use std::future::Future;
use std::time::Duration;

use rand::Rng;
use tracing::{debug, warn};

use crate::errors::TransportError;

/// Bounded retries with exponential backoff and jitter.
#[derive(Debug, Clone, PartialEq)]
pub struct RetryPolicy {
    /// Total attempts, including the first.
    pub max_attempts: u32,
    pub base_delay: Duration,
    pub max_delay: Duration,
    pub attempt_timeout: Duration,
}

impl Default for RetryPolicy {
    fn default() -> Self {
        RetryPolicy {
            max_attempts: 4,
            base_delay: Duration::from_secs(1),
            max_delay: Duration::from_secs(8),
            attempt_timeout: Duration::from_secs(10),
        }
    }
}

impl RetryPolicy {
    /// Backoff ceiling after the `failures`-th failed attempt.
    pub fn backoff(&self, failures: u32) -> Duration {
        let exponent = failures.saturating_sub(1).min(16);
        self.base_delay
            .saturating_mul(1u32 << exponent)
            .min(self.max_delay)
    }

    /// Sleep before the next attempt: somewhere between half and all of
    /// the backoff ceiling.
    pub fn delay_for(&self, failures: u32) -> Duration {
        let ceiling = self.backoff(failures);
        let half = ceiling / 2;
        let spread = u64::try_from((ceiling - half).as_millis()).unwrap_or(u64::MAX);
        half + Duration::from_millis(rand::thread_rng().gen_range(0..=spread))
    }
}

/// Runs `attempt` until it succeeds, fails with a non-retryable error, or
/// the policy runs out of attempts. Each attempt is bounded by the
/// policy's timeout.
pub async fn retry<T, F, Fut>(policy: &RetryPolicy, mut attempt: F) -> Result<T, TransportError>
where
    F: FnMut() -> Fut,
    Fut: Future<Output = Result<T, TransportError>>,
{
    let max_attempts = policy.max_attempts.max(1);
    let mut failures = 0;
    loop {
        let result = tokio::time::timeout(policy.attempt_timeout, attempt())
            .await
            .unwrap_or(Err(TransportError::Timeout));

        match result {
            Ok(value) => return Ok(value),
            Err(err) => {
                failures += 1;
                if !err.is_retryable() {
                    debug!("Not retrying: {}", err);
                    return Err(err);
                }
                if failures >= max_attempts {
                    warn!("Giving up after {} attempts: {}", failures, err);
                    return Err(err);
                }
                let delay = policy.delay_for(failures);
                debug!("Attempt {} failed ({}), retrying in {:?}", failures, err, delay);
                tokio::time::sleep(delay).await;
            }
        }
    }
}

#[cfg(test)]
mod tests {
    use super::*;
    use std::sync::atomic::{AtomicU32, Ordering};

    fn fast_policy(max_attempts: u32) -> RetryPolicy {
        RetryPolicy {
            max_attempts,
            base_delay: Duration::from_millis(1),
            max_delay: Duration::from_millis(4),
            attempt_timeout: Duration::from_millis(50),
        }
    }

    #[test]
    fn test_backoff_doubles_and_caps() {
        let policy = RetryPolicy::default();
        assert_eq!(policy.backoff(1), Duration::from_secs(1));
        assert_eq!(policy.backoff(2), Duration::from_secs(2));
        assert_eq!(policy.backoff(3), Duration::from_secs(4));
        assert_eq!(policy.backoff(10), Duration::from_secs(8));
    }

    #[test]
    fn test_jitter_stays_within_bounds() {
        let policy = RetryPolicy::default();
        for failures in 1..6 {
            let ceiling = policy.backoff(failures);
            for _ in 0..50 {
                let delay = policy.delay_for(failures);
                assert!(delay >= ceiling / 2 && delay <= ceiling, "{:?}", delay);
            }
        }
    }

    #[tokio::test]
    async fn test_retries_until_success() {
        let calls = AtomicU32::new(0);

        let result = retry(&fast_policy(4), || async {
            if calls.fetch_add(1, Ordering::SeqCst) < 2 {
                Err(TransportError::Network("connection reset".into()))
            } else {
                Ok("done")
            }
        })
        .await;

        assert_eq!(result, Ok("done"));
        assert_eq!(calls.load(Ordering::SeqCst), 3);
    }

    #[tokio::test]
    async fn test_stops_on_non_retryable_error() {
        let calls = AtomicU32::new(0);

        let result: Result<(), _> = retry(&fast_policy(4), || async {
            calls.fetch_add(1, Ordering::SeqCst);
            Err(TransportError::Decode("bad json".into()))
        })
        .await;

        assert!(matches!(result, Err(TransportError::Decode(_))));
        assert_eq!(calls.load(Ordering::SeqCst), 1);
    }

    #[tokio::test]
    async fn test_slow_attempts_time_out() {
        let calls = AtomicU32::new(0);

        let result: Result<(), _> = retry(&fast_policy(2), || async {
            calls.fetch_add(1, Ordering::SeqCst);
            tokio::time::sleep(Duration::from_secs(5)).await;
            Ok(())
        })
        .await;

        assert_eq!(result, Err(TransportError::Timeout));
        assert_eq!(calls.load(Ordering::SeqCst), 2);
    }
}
---
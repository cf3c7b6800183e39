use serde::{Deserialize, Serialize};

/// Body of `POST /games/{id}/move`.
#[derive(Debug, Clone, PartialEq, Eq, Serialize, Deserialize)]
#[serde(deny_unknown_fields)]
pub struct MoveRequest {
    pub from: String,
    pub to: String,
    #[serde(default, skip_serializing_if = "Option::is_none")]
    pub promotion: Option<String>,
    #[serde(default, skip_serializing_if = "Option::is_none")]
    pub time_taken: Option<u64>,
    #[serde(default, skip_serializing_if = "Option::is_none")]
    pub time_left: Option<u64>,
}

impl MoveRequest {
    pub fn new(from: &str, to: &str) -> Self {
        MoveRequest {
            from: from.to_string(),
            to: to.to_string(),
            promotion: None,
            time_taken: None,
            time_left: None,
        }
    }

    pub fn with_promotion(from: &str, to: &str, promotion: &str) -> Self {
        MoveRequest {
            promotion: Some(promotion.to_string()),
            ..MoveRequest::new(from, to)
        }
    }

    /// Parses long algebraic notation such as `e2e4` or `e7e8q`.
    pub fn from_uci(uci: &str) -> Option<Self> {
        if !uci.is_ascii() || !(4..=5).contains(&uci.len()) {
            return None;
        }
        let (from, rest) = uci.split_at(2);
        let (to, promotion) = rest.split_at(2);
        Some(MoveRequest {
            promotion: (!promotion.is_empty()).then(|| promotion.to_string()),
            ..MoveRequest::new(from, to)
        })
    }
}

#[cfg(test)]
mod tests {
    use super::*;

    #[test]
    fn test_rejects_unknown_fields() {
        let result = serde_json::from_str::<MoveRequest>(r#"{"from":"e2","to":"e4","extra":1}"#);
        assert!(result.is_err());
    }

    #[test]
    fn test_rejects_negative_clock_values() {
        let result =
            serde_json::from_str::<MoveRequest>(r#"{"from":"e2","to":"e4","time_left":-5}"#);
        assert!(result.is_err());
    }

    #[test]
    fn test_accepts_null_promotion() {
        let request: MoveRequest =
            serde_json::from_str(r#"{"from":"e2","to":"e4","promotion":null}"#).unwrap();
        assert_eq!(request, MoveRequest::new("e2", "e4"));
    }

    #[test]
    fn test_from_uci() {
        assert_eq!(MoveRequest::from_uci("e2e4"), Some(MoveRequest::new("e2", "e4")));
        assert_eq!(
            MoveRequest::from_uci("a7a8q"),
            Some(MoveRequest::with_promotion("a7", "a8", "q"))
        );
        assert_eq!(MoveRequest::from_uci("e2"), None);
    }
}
==
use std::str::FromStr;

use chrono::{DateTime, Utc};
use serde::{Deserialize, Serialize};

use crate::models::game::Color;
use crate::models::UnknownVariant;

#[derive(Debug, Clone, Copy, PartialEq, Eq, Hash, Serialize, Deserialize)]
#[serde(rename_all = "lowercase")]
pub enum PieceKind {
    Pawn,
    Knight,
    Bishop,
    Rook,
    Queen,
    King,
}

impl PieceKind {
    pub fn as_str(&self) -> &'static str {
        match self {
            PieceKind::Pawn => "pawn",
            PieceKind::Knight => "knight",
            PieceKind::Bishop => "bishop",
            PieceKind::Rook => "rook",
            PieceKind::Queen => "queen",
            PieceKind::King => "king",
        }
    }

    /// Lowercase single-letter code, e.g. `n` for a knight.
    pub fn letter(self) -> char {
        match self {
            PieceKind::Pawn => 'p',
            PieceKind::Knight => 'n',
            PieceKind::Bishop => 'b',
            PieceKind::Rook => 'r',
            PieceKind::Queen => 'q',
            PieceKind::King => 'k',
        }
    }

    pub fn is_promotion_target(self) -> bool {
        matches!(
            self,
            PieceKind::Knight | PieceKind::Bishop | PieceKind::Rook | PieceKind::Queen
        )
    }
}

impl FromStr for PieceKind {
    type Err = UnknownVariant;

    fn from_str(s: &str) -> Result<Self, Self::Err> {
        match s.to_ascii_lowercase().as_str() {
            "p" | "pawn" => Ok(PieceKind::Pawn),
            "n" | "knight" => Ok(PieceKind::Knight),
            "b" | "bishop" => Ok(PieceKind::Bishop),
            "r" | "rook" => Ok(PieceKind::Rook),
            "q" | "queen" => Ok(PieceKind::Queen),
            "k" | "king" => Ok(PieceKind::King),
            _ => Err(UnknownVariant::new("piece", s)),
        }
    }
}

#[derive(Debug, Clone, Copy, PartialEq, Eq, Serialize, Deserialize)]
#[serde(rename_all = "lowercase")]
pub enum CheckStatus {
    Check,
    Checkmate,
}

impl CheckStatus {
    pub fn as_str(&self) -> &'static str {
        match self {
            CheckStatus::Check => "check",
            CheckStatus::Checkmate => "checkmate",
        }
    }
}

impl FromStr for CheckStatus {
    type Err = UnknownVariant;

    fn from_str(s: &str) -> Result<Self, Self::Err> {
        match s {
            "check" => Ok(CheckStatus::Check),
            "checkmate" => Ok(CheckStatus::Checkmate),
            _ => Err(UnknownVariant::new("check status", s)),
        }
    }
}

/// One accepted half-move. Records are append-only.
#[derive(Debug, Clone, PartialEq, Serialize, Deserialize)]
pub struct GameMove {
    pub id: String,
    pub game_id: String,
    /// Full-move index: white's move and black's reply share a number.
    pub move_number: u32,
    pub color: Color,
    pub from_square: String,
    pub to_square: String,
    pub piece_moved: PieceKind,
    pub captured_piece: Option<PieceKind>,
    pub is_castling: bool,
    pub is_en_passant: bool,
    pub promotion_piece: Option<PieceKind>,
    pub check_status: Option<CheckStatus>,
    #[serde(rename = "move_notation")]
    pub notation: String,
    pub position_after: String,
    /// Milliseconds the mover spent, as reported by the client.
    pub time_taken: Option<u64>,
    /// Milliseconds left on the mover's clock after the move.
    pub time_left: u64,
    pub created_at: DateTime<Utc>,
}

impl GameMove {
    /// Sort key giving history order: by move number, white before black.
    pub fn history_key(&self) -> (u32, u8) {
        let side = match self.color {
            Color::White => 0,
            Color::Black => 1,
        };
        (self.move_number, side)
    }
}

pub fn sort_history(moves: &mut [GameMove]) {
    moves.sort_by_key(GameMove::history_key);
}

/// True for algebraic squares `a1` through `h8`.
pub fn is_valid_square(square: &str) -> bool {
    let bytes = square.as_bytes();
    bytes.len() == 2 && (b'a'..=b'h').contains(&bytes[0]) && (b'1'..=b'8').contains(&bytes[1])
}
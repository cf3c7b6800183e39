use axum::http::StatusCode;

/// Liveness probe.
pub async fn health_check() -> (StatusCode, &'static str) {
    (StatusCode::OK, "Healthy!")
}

Problem description: Every line in the records above that holds "rest" counts once; state the total and nothing else.

Exercise response: 2